Why can't China make a good ballpoint pen?
marketplace.org

It seemed like an innocuous question: “Why can’t China make a good ballpoint pen?” But it carried a much deeper meaning thanks to the man who asked it: Chinese Premier Li Keqiang. At a seminar in Beijing earlier this month, Li complained to those gathered that Chinese pens felt “rough” compared to pens made in Japan, Germany, and Switzerland. Li said China’s manufacturers at the lowest levels should focus on innovating their technology.

It wasn’t the first time China’s Premier had complained about his country’s shoddy ballpoint pens.

After he grumbled about Chinese pens last June, state-run broadcaster CCTV devoted an hour-long program to the topic, a talk show where three CEOs of China’s most innovative and successful manufacturers sat onstage alongside a host. Sitting nervously at a table in front of the studio audience was Qiu Zhiming, president of one of China’s largest pen manufacturers. Qiu explained to the other CEOs that China supplies 80 percent of the global market for pens.
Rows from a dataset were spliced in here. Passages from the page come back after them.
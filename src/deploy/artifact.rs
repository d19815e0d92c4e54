//! Artifact builder and artifact list seams
//!
//! Packaging, upload, registry push and artifact-list maintenance belong to
//! an external builder. The deploy step only talks to it through these
//! traits; `infrastructure::builder_cli` provides the command line backed
//! implementation.

use async_trait::async_trait;
use serde::{Deserialize, Serialize};
use std::fmt;

use super::build_config::BuildConfig;
use super::errors::DeployError;

/// Kind of artifact handled by the builder
#[derive(Debug, Clone, Copy, PartialEq, Eq, Hash, Serialize, Deserialize)]
#[serde(rename_all = "kebab-case")]
pub enum ArtifactType {
    /// Task script bundles
    TaskScripts,
}

impl ArtifactType {
    /// Wire name of the artifact type
    #[must_use]
    pub fn as_str(self) -> &'static str {
        match self {
            Self::TaskScripts => "task-scripts",
        }
    }
}

impl fmt::Display for ArtifactType {
    fn fmt(&self, f: &mut fmt::Formatter<'_>) -> fmt::Result {
        f.write_str(self.as_str())
    }
}

/// Where artifacts are stored
#[derive(Debug, Clone, PartialEq, Eq, Hash, Serialize, Deserialize)]
pub struct ArtifactLocation {
    /// Object storage endpoint
    pub endpoint: String,
    /// Bucket name
    pub bucket: String,
    /// Key prefix inside the bucket
    pub prefix: String,
}

impl fmt::Display for ArtifactLocation {
    fn fmt(&self, f: &mut fmt::Formatter<'_>) -> fmt::Result {
        write!(f, "{}/{}/{}", self.endpoint, self.bucket, self.prefix)
    }
}

/// A builder instantiated for one build configuration
#[async_trait]
pub trait ArtifactBuilder: Send + Sync {
    /// Storage location the builder publishes to
    fn location(&self) -> ArtifactLocation;

    /// Packages the artifact and uploads it (and pushes to the registry
    /// when configured)
    async fn publish(&self) -> Result<(), DeployError>;
}

/// Creates builders from a build configuration
pub trait BuilderFactory: Send + Sync {
    /// Instantiates a builder for `config`
    ///
    /// # Errors
    ///
    /// Fails when the builder rejects the configuration.
    fn create(&self, config: BuildConfig) -> Result<Box<dyn ArtifactBuilder>, DeployError>;
}

/// Reads and maintains the artifact list at one storage location
#[async_trait]
pub trait ArtifactListUtil: Send + Sync {
    /// Scans storage for artifacts of `kind`
    async fn scan_artifacts(&self, kind: ArtifactType) -> Result<(), DeployError>;

    /// Reads the current artifact list for `kind`
    async fn read_artifact_list(&self, kind: ArtifactType)
    -> Result<serde_json::Value, DeployError>;
}

/// Opens an artifact list utility for a storage location
pub trait ListUtilFactory: Send + Sync {
    /// Opens the list at `location`
    fn open(&self, location: &ArtifactLocation) -> Box<dyn ArtifactListUtil>;
}
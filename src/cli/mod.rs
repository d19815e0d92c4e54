//! Command line interface for the deploy step
//!
//! - `publish`: collect metadata, build and list artifacts (the default)
//! - `meta`: print the build metadata for the current checkout
//! - `validate-tag`: check a release tag before it is pushed

pub mod meta;
pub mod publish;
pub mod tag;

use anyhow::Result;
use clap::{Args as ClapArgs, Parser, Subcommand};
use task_script_deploy::{DeployEnv, PublishOptions, init_logging};

/// CLI arguments for deploy-task-script
#[derive(Parser, Debug)]
#[command(name = "deploy-task-script")]
#[command(author, version, about, long_about = None)]
struct Args {
    /// Log filter, e.g. `debug` or `task_script_deploy=trace`
    #[arg(long, global = true)]
    log_level: Option<String>,

    #[command(subcommand)]
    command: Option<Command>,
}

#[derive(Subcommand, Debug, PartialEq, Eq)]
enum Command {
    /// Build the task scripts and read the artifact list
    Publish(PublishArgs),

    /// Print the build metadata of the current checkout
    Meta {
        /// Output format
        #[arg(short, long, value_enum, default_value_t = meta::MetaFormat::Json)]
        format: meta::MetaFormat,
    },

    /// Check that a release tag is new and not reserved
    ValidateTag {
        /// Tag to validate, e.g. `v1.2.0`
        tag: String,
    },
}

#[derive(ClapArgs, Debug, Default, PartialEq, Eq)]
struct PublishArgs {
    /// Stop after assembling the build configuration
    #[arg(long)]
    no_build: bool,

    /// Package and upload the artifact
    #[arg(long, conflicts_with = "no_build")]
    publish: bool,

    /// Skip scanning and reading the artifact list
    #[arg(long)]
    no_list: bool,
}

impl PublishArgs {
    fn options(&self) -> PublishOptions {
        PublishOptions {
            build: !self.no_build,
            publish: self.publish,
            list: !self.no_list,
        }
    }
}

/// Parse and execute CLI arguments
pub async fn run() -> Result<()> {
    let args = Args::parse();
    let env = DeployEnv::from_env();

    init_logging(args.log_level.as_deref().unwrap_or(env.log_level()));
    tracing::debug!(
        version = task_script_deploy::VERSION,
        settings = %env.describe(),
        "Starting"
    );

    match args.command.unwrap_or(Command::Publish(PublishArgs::default())) {
        Command::Publish(publish_args) => publish::publish(env, publish_args.options()).await,
        Command::Meta { format } => meta::print_meta(&env, format).await,
        Command::ValidateTag { tag } => tag::validate_tag(&tag).await,
    }
}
The core technology of each pen — the stainless steel ball and its casing — is imported from Japan, Germany, or Switzerland, said Qiu. Only Switzerland, he said, has a machine with the precision required to make the best ballpoint pen tips. China, Qiu said sadly, hasn’t developed a machine like this.

*****


“I think Li Keqiang is basically trying to shame his people into not being complacent,” says Jim McGregor, China CEO of APCO.


McGregor says Premier Li is sending a message to Chinese manufacturers: making cheap products is no longer good enough. “He wants them to step up and innovate which I think some companies are doing.”